**TASK MATERIAL:**
//! Contains types related to store-global resources.
//!
//! Use resources to share persistent data between systems or to hold
//! state external to entities. A resource is keyed by its component type
//! ID; a type may serve as both a component and a resource without the
//! two colliding, because resources live in their own table.

use crate::{hash::ComponentTypeIdHasher, storage::component::ComponentTypeId};
use downcast_rs::{impl_downcast, Downcast};
use std::{collections::HashMap, hash::BuildHasherDefault};

/// Blanket trait for resource types.
pub trait Resource: 'static + Downcast {}
impl<T> Resource for T where T: 'static {}
impl_downcast!(Resource);

/// The typed resource table of a world.
#[derive(Default)]
pub(crate) struct Resources {
    storage: HashMap<ComponentTypeId, Box<dyn Resource>, BuildHasherDefault<ComponentTypeIdHasher>>,
}

impl Resources {
    /// Inserts a resource, dropping any previous value of the same type.
    pub fn insert(&mut self, id: ComponentTypeId, value: Box<dyn Resource>) {
        self.storage.insert(id, value);
    }

    pub fn get<T: Resource>(&self, id: ComponentTypeId) -> Option<&T> {
        self.storage.get(&id).and_then(|cell| cell.downcast_ref())
    }

    pub fn get_mut<T: Resource>(&mut self, id: ComponentTypeId) -> Option<&mut T> {
        self.storage
            .get_mut(&id)
            .and_then(|cell| cell.downcast_mut())
    }

    pub fn contains(&self, id: ComponentTypeId) -> bool {
        self.storage.contains_key(&id)
    }

    pub fn remove(&mut self, id: ComponentTypeId) -> bool {
        self.storage.remove(&id).is_some()
    }
}

impl std::fmt::Debug for Resources {
    fn fmt(&self, f: &mut std::fmt::Formatter<'_>) -> std::fmt::Result {
        f.debug_list().entries(self.storage.keys()).finish()
    }
}
use phalanx::World;
use std::collections::HashSet;

#[derive(Clone, Copy, Debug, PartialEq)]
struct Pos {
    x: f32,
    y: f32,
}
#[derive(Clone, Copy, Debug, PartialEq)]
struct Vel {
    dx: f32,
    dy: f32,
}
#[derive(Clone, Copy, Debug, PartialEq)]
struct A(u32);
#[derive(Clone, Copy, Debug, PartialEq)]
struct B(u32);
#[derive(Clone, Copy, Debug, PartialEq)]
struct C(u32);

#[test]
fn iteration_updates_components() {
    let world = World::new();
    for i in 0..100 {
        world.create_with((
            Pos { x: i as f32, y: 0.0 },
            Vel { dx: 1.0, dy: 2.0 },
        ));
    }
    // An entity without Vel must not be visited.
    world.create_with((Pos { x: -100.0, y: 0.0 },));

    world.each::<(Pos, Vel), _>(|_, (pos, vel)| {
        pos.x += vel.dx;
        pos.y += vel.dy;
    });

    let mut visited = 0;
    world.each::<(Pos, Vel), _>(|_, (pos, _)| {
        assert_eq!(pos.y, 2.0);
        visited += 1;
    });
    assert_eq!(visited, 100);
}

#[test]
fn each_no_entity_matches_each() {
    let world = World::new();
    world.create_with((A(1), B(10)));
    world.create_with((A(2), B(20)));

    let mut total = 0;
    world.each_no_entity::<(A, B), _>(|(a, b)| {
        total += a.0 + b.0;
    });
    assert_eq!(total, 33);
}

#[test]
fn empty_query_visits_nothing() {
    let world = World::new();
    world.create_with((A(1),));

    let mut visited = 0;
    world.each::<(B,), _>(|_, _| visited += 1);
    assert_eq!(visited, 0);
    assert_eq!(world.count::<(B,)>(), 0);
}

#[test]
fn exclude_filter() {
    let world = World::new();
    let ab = world.create_with((A(1), B(1)));
    world.create_with((A(2), C(2)));
    world.create_with((A(3), B(3), C(3)));

    let mut seen = Vec::new();
    world.each_without::<(A,), (C,), _>(|entity, (a,)| {
        seen.push((entity, a.0));
    });
    assert_eq!(seen.len(), 1);
    assert_eq!(seen[0], (ab, 1));
}

#[test]
fn exclude_no_entity() {
    let world = World::new();
    world.create_with((A(1), B(1)));
    world.create_with((A(2), C(2)));

    let mut sum = 0;
    world.each_no_entity_without::<(A,), (C,), _>(|(a,)| sum += a.0);
    assert_eq!(sum, 1);
}

#[test]
fn count_queries() {
    let world = World::new();
    world.create_with((A(1),));
    world.create_with((A(2), B(2)));
    world.create_with((A(3), B(3), C(3)));
    world.create_with((C(4),));

    assert_eq!(world.len(), 4);
    assert_eq!(world.count::<(A,)>(), 3);
    assert_eq!(world.count::<(A, B)>(), 2);
    assert_eq!(world.count::<(A, B, C)>(), 1);
    assert_eq!(world.count::<(C,)>(), 2);
}

#[test]
fn single_finds_the_unique_match() {
    let world = World::new();
    world.create_with((A(1),));
    let target = world.create_with((A(2), B(7)));

    let mut found = None;
    world.single::<(B,), _>(|entity, (b,)| {
        found = Some((entity, b.0));
    });
    assert_eq!(found, Some((target, 7)));
}

#[test]
#[should_panic(expected = "single matched zero entities")]
fn single_panics_on_zero() {
    let world = World::new();
    world.create_with((A(1),));
    world.single::<(B,), _>(|_, _| {});
}

#[test]
#[should_panic(expected = "single matched more than one entity")]
fn single_panics_on_many() {
    let world = World::new();
    world.create_with((A(1),));
    world.create_with((A(2),));
    world.single::<(A,), _>(|_, _| {});
}

#[test]
fn query_cache_sees_new_archetypes() {
    let world = World::new();
    world.create_with((A(1),));

    let mut visited = 0;
    world.each::<(A,), _>(|_, _| visited += 1);
    assert_eq!(visited, 1);

    // A new archetype containing A appears after the cache was built.
    world.create_with((A(2), B(2)));

    visited = 0;
    world.each::<(A,), _>(|_, _| visited += 1);
    assert_eq!(visited, 2);
}

#[test]
fn cached_query_matches_naive_scan() {
    let world = World::new();
    let mut with_a = HashSet::new();
    let mut with_a_not_c = HashSet::new();

    // Every subset of {A, B, C} over a pile of entities.
    for i in 0..64u32 {
        let has_a = i & 1 != 0;
        let has_b = i & 2 != 0;
        let has_c = i & 4 != 0;
        let entity = world.create();
        if has_a {
            world.add(entity, A(i));
        }
        if has_b {
            world.add(entity, B(i));
        }
        if has_c {
            world.add(entity, C(i));
        }
        if has_a {
            with_a.insert(entity);
            if !has_c {
                with_a_not_c.insert(entity);
            }
        }
    }

    let mut queried = HashSet::new();
    world.each::<(A,), _>(|entity, _| {
        queried.insert(entity);
    });
    assert_eq!(queried, with_a);

    let mut queried = HashSet::new();
    world.each_without::<(A,), (C,), _>(|entity, _| {
        queried.insert(entity);
    });
    assert_eq!(queried, with_a_not_c);
}

#[test]
fn rows_are_visited_in_ascending_order_per_archetype() {
    let world = World::new();
    for i in 0..50 {
        world.create_with((A(i),));
    }

    let mut last = None;
    world.each::<(A,), _>(|_, (a,)| {
        if let Some(previous) = last {
            assert!(a.0 > previous);
        }
        last = Some(a.0);
    });
    assert_eq!(last, Some(49));
}

#[test]
fn nested_iteration_is_allowed() {
    let world = World::new();
    world.create_with((A(1),));
    world.create_with((B(2),));

    let mut pairs = 0;
    world.each::<(A,), _>(|_, _| {
        world.each::<(B,), _>(|_, _| {
            pairs += 1;
        });
    });
    assert_eq!(pairs, 1);
}

#[test]
#[should_panic(expected = "structural change during iteration")]
fn structural_change_inside_nested_iteration_panics() {
    let world = World::new();
    world.create_with((A(1),));
    world.create_with((B(2),));

    world.each::<(A,), _>(|_, _| {
        world.each::<(B,), _>(|entity, _| {
            world.add(entity, C(3));
        });
    });
}

#[test]
fn queries_tolerate_empty_archetypes() {
    let world = World::new();
    let entity = world.create_with((A(1), B(1)));
    world.destroy(entity);

    // The (A, B) archetype still exists but holds no rows.
    let mut visited = 0;
    world.each::<(A,), _>(|_, _| visited += 1);
    assert_eq!(visited, 0);

    world.create_with((A(5), B(5)));
    visited = 0;
    world.each::<(A,), _>(|_, _| visited += 1);
    assert_eq!(visited, 1);
}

**TRY IT:**
Wherever "static" occurs in the entries above, copy the line it sits on.

**ANSWER TO THIS PROBLEM:**
pub trait Resource: 'static + Downcast {}
impl<T> Resource for T where T: 'static {}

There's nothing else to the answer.